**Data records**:
----------
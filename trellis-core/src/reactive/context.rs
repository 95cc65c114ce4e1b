//! Tracking Context
//!
//! The tracking context records which consumer is currently evaluating.
//! Reads of observed data consult it to discover dependencies.
//!
//! # Implementation
//!
//! We use a thread-local stack of targets. Entering a context pushes the
//! consumer (or `None`, to suspend tracking) and returns a guard; dropping
//! the guard pops it. The visible target is always the top of the stack,
//! so a derivation whose read triggers another derivation's evaluation
//! gets its own target back once the inner evaluation returns.

use std::cell::RefCell;
use std::rc::Rc;

use super::consumer::{same_consumer, Consumer};

thread_local! {
    static TARGET_STACK: RefCell<Vec<Option<Rc<dyn Consumer>>>> = const { RefCell::new(Vec::new()) };
}

/// Entry point to the tracking context stack.
pub struct TrackingContext;

/// Guard that pops the context when dropped.
///
/// The pop runs on every exit path, including unwinding out of a failed
/// evaluation, so later reads never see a stale target.
#[must_use = "the tracking context is exited as soon as the guard is dropped"]
pub struct TrackingGuard {
    target: Option<Rc<dyn Consumer>>,
}

impl TrackingContext {
    /// Push `target` and make it the active consumer.
    pub fn enter(target: Option<Rc<dyn Consumer>>) -> TrackingGuard {
        TARGET_STACK.with(|stack| stack.borrow_mut().push(target.clone()));
        TrackingGuard { target }
    }

    /// The consumer currently being evaluated, if any.
    pub fn current() -> Option<Rc<dyn Consumer>> {
        TARGET_STACK.with(|stack| stack.borrow().last().cloned().flatten())
    }

    /// Check if a consumer is currently being evaluated.
    pub fn is_active() -> bool {
        TARGET_STACK.with(|stack| matches!(stack.borrow().last(), Some(Some(_))))
    }

    /// Number of entries on the stack, including `None` entries.
    pub fn depth() -> usize {
        TARGET_STACK.with(|stack| stack.borrow().len())
    }
}

impl Drop for TrackingGuard {
    fn drop(&mut self) {
        TARGET_STACK.with(|stack| {
            let popped = stack.borrow_mut().pop();

            // Guards must be dropped in reverse order of creation.
            if let Some(entry) = popped {
                debug_assert!(
                    match (&entry, &self.target) {
                        (Some(a), Some(b)) => same_consumer(a, b),
                        (None, None) => true,
                        _ => false,
                    },
                    "TrackingContext mismatch on exit"
                );
            }
        });
    }
}

/// Run `f` with dependency tracking suspended.
pub fn untracked<R>(f: impl FnOnce() -> R) -> R {
    let _ctx = TrackingContext::enter(None);
    f()
}
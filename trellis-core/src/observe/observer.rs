//! Structural Observer
//!
//! An [`Observer`] is attached to a container the first time it is
//! observed and lives as long as the container. It owns the container's
//! structural subject, fired when keys are added or removed or when an
//! array is mutated, and counts how many roots use the container as their
//! top-level state.

use std::cell::Cell;
use std::fmt;
use std::rc::Rc;

use tracing::trace;

use super::array::Array;
use super::field::define_reactive;
use super::object::Object;
use super::value::Value;
use crate::reactive::Dep;

thread_local! {
    static SHOULD_OBSERVE: Cell<bool> = const { Cell::new(true) };
}

/// Suspend (`false`) or resume (`true`) instrumentation of new containers.
///
/// Containers that are already observed stay observed. The switch covers
/// the current thread, which is the whole reactive world: no observed
/// handle can leave its thread.
pub fn toggle_observing(enabled: bool) {
    SHOULD_OBSERVE.with(|flag| flag.set(enabled));
}

/// Whether new containers are instrumented right now.
pub fn should_observe() -> bool {
    SHOULD_OBSERVE.with(Cell::get)
}

/// Per-container instrumentation record.
pub struct Observer {
    dep: Rc<Dep>,
    root_count: Cell<usize>,
}

impl Observer {
    fn new() -> Rc<Self> {
        Rc::new(Self {
            dep: Dep::new(),
            root_count: Cell::new(0),
        })
    }

    /// The structural subject: "this container's shape changed".
    pub fn dep(&self) -> &Rc<Dep> {
        &self.dep
    }

    /// How many roots use this container as their top-level state.
    ///
    /// A root refuses dynamic key addition and deletion.
    pub fn root_count(&self) -> usize {
        self.root_count.get()
    }
}

impl fmt::Debug for Observer {
    fn fmt(&self, f: &mut fmt::Formatter<'_>) -> fmt::Result {
        f.debug_struct("Observer")
            .field("dep", &self.dep.id())
            .field("root_count", &self.root_count())
            .finish()
    }
}

/// Instrument `value` and return its observer.
///
/// Idempotent: an already observed container returns its existing
/// observer. Returns `None` without complaint for primitives and opaque
/// values, for exempt or non-extensible containers, and while observing
/// is toggled off. `as_root` marks the container as a root.
pub fn observe(value: &Value, as_root: bool) -> Option<Rc<Observer>> {
    let ob = match value {
        Value::Object(obj) => observe_object(obj),
        Value::Array(arr) => observe_array(arr),
        _ => None,
    }?;
    if as_root {
        ob.root_count.set(ob.root_count.get() + 1);
    }
    Some(ob)
}

fn observe_object(obj: &Object) -> Option<Rc<Observer>> {
    if let Some(ob) = obj.observer() {
        return Some(ob);
    }
    if !should_observe() || !obj.is_extensible() || obj.is_exempt() {
        return None;
    }

    let ob = Observer::new();
    // Attach first so self-references find the observer.
    obj.attach_observer(Rc::clone(&ob));
    trace!(dep = ob.dep.id().raw(), "observing object");

    for key in obj.keys() {
        define_reactive(obj, &key, None, None, false);
    }
    Some(ob)
}

fn observe_array(arr: &Array) -> Option<Rc<Observer>> {
    if let Some(ob) = arr.observer() {
        return Some(ob);
    }
    if !should_observe() || !arr.is_extensible() || arr.is_exempt() {
        return None;
    }

    let ob = Observer::new();
    arr.attach_observer(Rc::clone(&ob));
    trace!(dep = ob.dep.id().raw(), len = arr.len(), "observing array");

    for item in arr.to_vec() {
        observe(&item, false);
    }
    Some(ob)
}
//! Consumer types for the reactive system.
//!
//! A Consumer is any derivation that reads observed data: a render pass,
//! a cached computation, or a side effect. The core only ever talks to a
//! consumer through the [`Consumer`] trait; scheduling and batching of
//! `update` calls belong to whoever implements it.

use std::cell::RefCell;
use std::collections::HashSet;
use std::rc::Rc;
use std::sync::atomic::{AtomicU64, Ordering};

use smallvec::SmallVec;

use super::dep::{Dep, DepId};

/// Unique, creation-ordered identifier for a consumer.
///
/// Consumers created earlier get smaller ids. [`Dep::notify`] uses this
/// ordering as a stand-in for topological order when nothing else
/// orders the notification pass.
#[derive(Debug, Clone, Copy, PartialEq, Eq, PartialOrd, Ord, Hash)]
pub struct ConsumerId(u64);

impl ConsumerId {
    /// Generate a new unique consumer ID.
    pub fn new() -> Self {
        static COUNTER: AtomicU64 = AtomicU64::new(0);
        Self(COUNTER.fetch_add(1, Ordering::Relaxed))
    }

    /// Get the raw ID value.
    pub fn raw(&self) -> u64 {
        self.0
    }
}

impl Default for ConsumerId {
    fn default() -> Self {
        Self::new()
    }
}

/// A derivation that can subscribe to dependency subjects.
pub trait Consumer {
    /// Creation-ordered id, used as the fallback firing order.
    fn id(&self) -> ConsumerId;

    /// Record that the current evaluation read `dep`.
    ///
    /// Called from [`Dep::depend`]. Must be idempotent within one
    /// evaluation cycle: the subject does not deduplicate.
    fn add_dep(&self, dep: &Rc<Dep>);

    /// One of the subjects this consumer subscribed to changed.
    fn update(&self);
}

/// Compare two consumers by identity.
pub(crate) fn same_consumer(a: &Rc<dyn Consumer>, b: &Rc<dyn Consumer>) -> bool {
    std::ptr::addr_eq(Rc::as_ptr(a), Rc::as_ptr(b))
}

/// Per-cycle dependency bookkeeping shared by the bundled consumers.
///
/// Holds the deps collected by the previous evaluation and the ones being
/// collected by the current one. After an evaluation, [`DepTracker::cleanup`]
/// unsubscribes from every dep the new run no longer read.
#[derive(Default)]
pub struct DepTracker {
    deps: SmallVec<[Rc<Dep>; 8]>,
    dep_ids: HashSet<DepId>,
    new_deps: SmallVec<[Rc<Dep>; 8]>,
    new_dep_ids: HashSet<DepId>,
}

impl DepTracker {
    pub fn new() -> Self {
        Self::default()
    }

    /// Record `dep` for the running cycle.
    ///
    /// Returns `true` when `owner` has to be subscribed to `dep`, i.e. the
    /// dep is new to this cycle and was not already subscribed last cycle.
    pub fn add(&mut self, dep: &Rc<Dep>) -> bool {
        let id = dep.id();
        if !self.new_dep_ids.insert(id) {
            return false;
        }
        self.new_deps.push(Rc::clone(dep));
        !self.dep_ids.contains(&id)
    }

    /// Finish a cycle: drop subscriptions the cycle did not renew and make
    /// the collected set current.
    pub fn cleanup(&mut self, owner: &Rc<dyn Consumer>) {
        for dep in &self.deps {
            if !self.new_dep_ids.contains(&dep.id()) {
                dep.remove_sub(owner);
            }
        }
        self.deps = std::mem::take(&mut self.new_deps);
        self.dep_ids = std::mem::take(&mut self.new_dep_ids);
    }

    /// Unsubscribe `owner` from everything, including deps subscribed by
    /// a cycle still in progress.
    pub fn clear(&mut self, owner: &Rc<dyn Consumer>) {
        for dep in self.deps.drain(..) {
            dep.remove_sub(owner);
        }
        for dep in self.new_deps.drain(..) {
            if !self.dep_ids.contains(&dep.id()) {
                dep.remove_sub(owner);
            }
        }
        self.dep_ids.clear();
        self.new_dep_ids.clear();
    }

    /// Deps collected by the last finished cycle.
    pub fn deps(&self) -> &[Rc<Dep>] {
        &self.deps
    }

    pub fn len(&self) -> usize {
        self.deps.len()
    }

    pub fn is_empty(&self) -> bool {
        self.deps.is_empty()
    }
}

/// Finishes the tracker's cycle when dropped.
///
/// An evaluation that unwinds still commits the deps it read, so the
/// subscriptions made during the run stay accounted for.
pub(crate) struct CycleGuard<'a> {
    deps: &'a RefCell<DepTracker>,
    owner: &'a Rc<dyn Consumer>,
}

impl<'a> CycleGuard<'a> {
    pub(crate) fn new(deps: &'a RefCell<DepTracker>, owner: &'a Rc<dyn Consumer>) -> Self {
        Self { deps, owner }
    }
}

impl Drop for CycleGuard<'_> {
    fn drop(&mut self) {
        if let Ok(mut deps) = self.deps.try_borrow_mut() {
            deps.cleanup(self.owner);
        }
    }
}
----------
**What is needed**: Report how many lines in the data include the string "false", giving nothing but that number.

**Expected output**: 5